Items from a data source
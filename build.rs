fn main() {
    // ESP-IDF link arguments are only needed for the device binary.
    #[cfg(feature = "espidf")]
    embuild::espidf::sysenv::output();
}
//! Inbound commands to the controller service.
//!
//! Debounced [`ButtonEvent`]s come out of the
//! [`ButtonPanel`](crate::drivers::button::ButtonPanel); the service turns
//! each into at most one [`CoverCommand`] and hands it to BOTH channels'
//! state machines.

use crate::drivers::button::{BUTTON_COUNT, Edge};
use crate::sensors::jumpers::ButtonMode;

#[derive(Debug, Clone, Copy, PartialEq, Eq, Hash)]
#[repr(u8)]
pub enum ButtonId {
    Open = 0,
    Close = 1,
    Stop = 2,
}

impl ButtonId {
    pub const ALL: [ButtonId; BUTTON_COUNT] = [ButtonId::Open, ButtonId::Close, ButtonId::Stop];

    pub const fn index(self) -> usize {
        self as usize
    }
}

/// An accepted (debounced) button transition.
#[derive(Debug, Clone, Copy, PartialEq, Eq)]
pub enum ButtonEvent {
    Pressed(ButtonId),
    Released(ButtonId),
}

impl ButtonEvent {
    pub fn from_edge(id: ButtonId, edge: Edge) -> Self {
        match edge {
            Edge::Pressed => Self::Pressed(id),
            Edge::Released => Self::Released(id),
        }
    }

    /// What this event asks the covers to do under the current button mode.
    ///
    /// Releasing Open or Close only stops when that direction is in
    /// hold-to-move mode; releasing Stop does nothing.
    pub fn command(self, mode: ButtonMode) -> Option<CoverCommand> {
        match self {
            Self::Pressed(ButtonId::Open) => Some(CoverCommand::Open),
            Self::Pressed(ButtonId::Close) => Some(CoverCommand::Close),
            Self::Pressed(ButtonId::Stop) => Some(CoverCommand::Stop),
            Self::Released(ButtonId::Open) if mode.hold_to_open => Some(CoverCommand::Stop),
            Self::Released(ButtonId::Close) if mode.hold_to_close => Some(CoverCommand::Stop),
            Self::Released(_) => None,
        }
    }
}

/// Commands a cover state machine understands.
#[derive(Debug, Clone, Copy, PartialEq, Eq)]
pub enum CoverCommand {
    Open,
    Close,
    Stop,
}
//! Input subsystem: limit switches, jumpers, and the aggregating [`InputHub`].
//!
//! The hub owns every input pin and samples all of them once per poll
//! cycle into a [`RawInputs`] snapshot.  Interpretation (debouncing,
//! polarity, jumper meaning) happens downstream on the snapshot so that a
//! single cycle always sees one consistent set of levels.

pub mod jumpers;
pub mod limit_switch;

use embedded_hal::digital::InputPin;
use log::debug;

use crate::drivers::button::ButtonLevels;
use crate::error::{InputError, Result};
use crate::fsm::Channel;
use jumpers::JumperLevels;
use limit_switch::LimitLevels;

/// Every raw level sampled in one cycle (`true` = HIGH).
#[derive(Debug, Clone, Copy, PartialEq, Eq, Default)]
pub struct RawInputs {
    pub buttons: ButtonLevels,
    pub limits: [LimitLevels; Channel::COUNT],
    pub jumpers: JumperLevels,
}

/// Input pins, grouped by function.
pub struct InputPins<P> {
    pub open_button: P,
    pub close_button: P,
    pub stop_button: P,
    /// (top, bottom) indexed by channel.
    pub limits: [(P, P); Channel::COUNT],
    /// J1..J4.
    pub jumpers: [P; 4],
}

pub struct InputHub<P> {
    pins: InputPins<P>,
}

impl<P: InputPin> InputHub<P> {
    pub fn new(pins: InputPins<P>) -> Self {
        Self { pins }
    }

    /// Sample every input.  A failing pin aborts the snapshot: a cycle must
    /// never mix fresh and stale levels.
    pub fn read_all(&mut self) -> Result<RawInputs> {
        let p = &mut self.pins;

        let buttons = ButtonLevels {
            open: level(&mut p.open_button, InputError::Button)?,
            close: level(&mut p.close_button, InputError::Button)?,
            stop: level(&mut p.stop_button, InputError::Button)?,
        };

        let mut limits = [LimitLevels::default(); Channel::COUNT];
        for channel in Channel::ALL {
            let (top, bottom) = &mut p.limits[channel.index()];
            let err = InputError::LimitSwitch(channel);
            limits[channel.index()] = LimitLevels {
                top: level(top, err)?,
                bottom: level(bottom, err)?,
            };
        }

        let [j1, j2, j3, j4] = &mut p.jumpers;
        let jumpers = JumperLevels {
            limit_logic: [level(j1, InputError::Jumper)?, level(j2, InputError::Jumper)?],
            open_logic: level(j3, InputError::Jumper)?,
            close_logic: level(j4, InputError::Jumper)?,
        };

        Ok(RawInputs {
            buttons,
            limits,
            jumpers,
        })
    }
}

fn level<P: InputPin>(pin: &mut P, on_error: InputError) -> Result<bool> {
    pin.is_high().map_err(|e| {
        debug!("input pin error: {:?}", e);
        on_error.into()
    })
}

→ What is being asked:
Write out the records exactly, starting at the first line and stopping after the line that contains "Input subsystem: limit".

→ Solution to the exercise:
filename build.rs
fn main() {
    // ESP-IDF link arguments are only needed for the device binary.
    #[cfg(feature = "espidf")]
    embuild::espidf::sysenv::output();
}
//! Inbound commands to the controller service.
//!
//! Debounced [`ButtonEvent`]s come out of the
//! [`ButtonPanel`](crate::drivers::button::ButtonPanel); the service turns
//! each into at most one [`CoverCommand`] and hands it to BOTH channels'
//! state machines.

use crate::drivers::button::{BUTTON_COUNT, Edge};
use crate::sensors::jumpers::ButtonMode;

#[derive(Debug, Clone, Copy, PartialEq, Eq, Hash)]
#[repr(u8)]
pub enum ButtonId {
    Open = 0,
    Close = 1,
    Stop = 2,
}

impl ButtonId {
    pub const ALL: [ButtonId; BUTTON_COUNT] = [ButtonId::Open, ButtonId::Close, ButtonId::Stop];

    pub const fn index(self) -> usize {
        self as usize
    }
}

/// An accepted (debounced) button transition.
#[derive(Debug, Clone, Copy, PartialEq, Eq)]
pub enum ButtonEvent {
    Pressed(ButtonId),
    Released(ButtonId),
}

impl ButtonEvent {
    pub fn from_edge(id: ButtonId, edge: Edge) -> Self {
        match edge {
            Edge::Pressed => Self::Pressed(id),
            Edge::Released => Self::Released(id),
        }
    }

    /// What this event asks the covers to do under the current button mode.
    ///
    /// Releasing Open or Close only stops when that direction is in
    /// hold-to-move mode; releasing Stop does nothing.
    pub fn command(self, mode: ButtonMode) -> Option<CoverCommand> {
        match self {
            Self::Pressed(ButtonId::Open) => Some(CoverCommand::Open),
            Self::Pressed(ButtonId::Close) => Some(CoverCommand::Close),
            Self::Pressed(ButtonId::Stop) => Some(CoverCommand::Stop),
            Self::Released(ButtonId::Open) if mode.hold_to_open => Some(CoverCommand::Stop),
            Self::Released(ButtonId::Close) if mode.hold_to_close => Some(CoverCommand::Stop),
            Self::Released(_) => None,
        }
    }
}

/// Commands a cover state machine understands.
#[derive(Debug, Clone, Copy, PartialEq, Eq)]
pub enum CoverCommand {
    Open,
    Close,
    Stop,
}
//! Input subsystem: limit switches, jumpers, and the aggregating [`InputHub`].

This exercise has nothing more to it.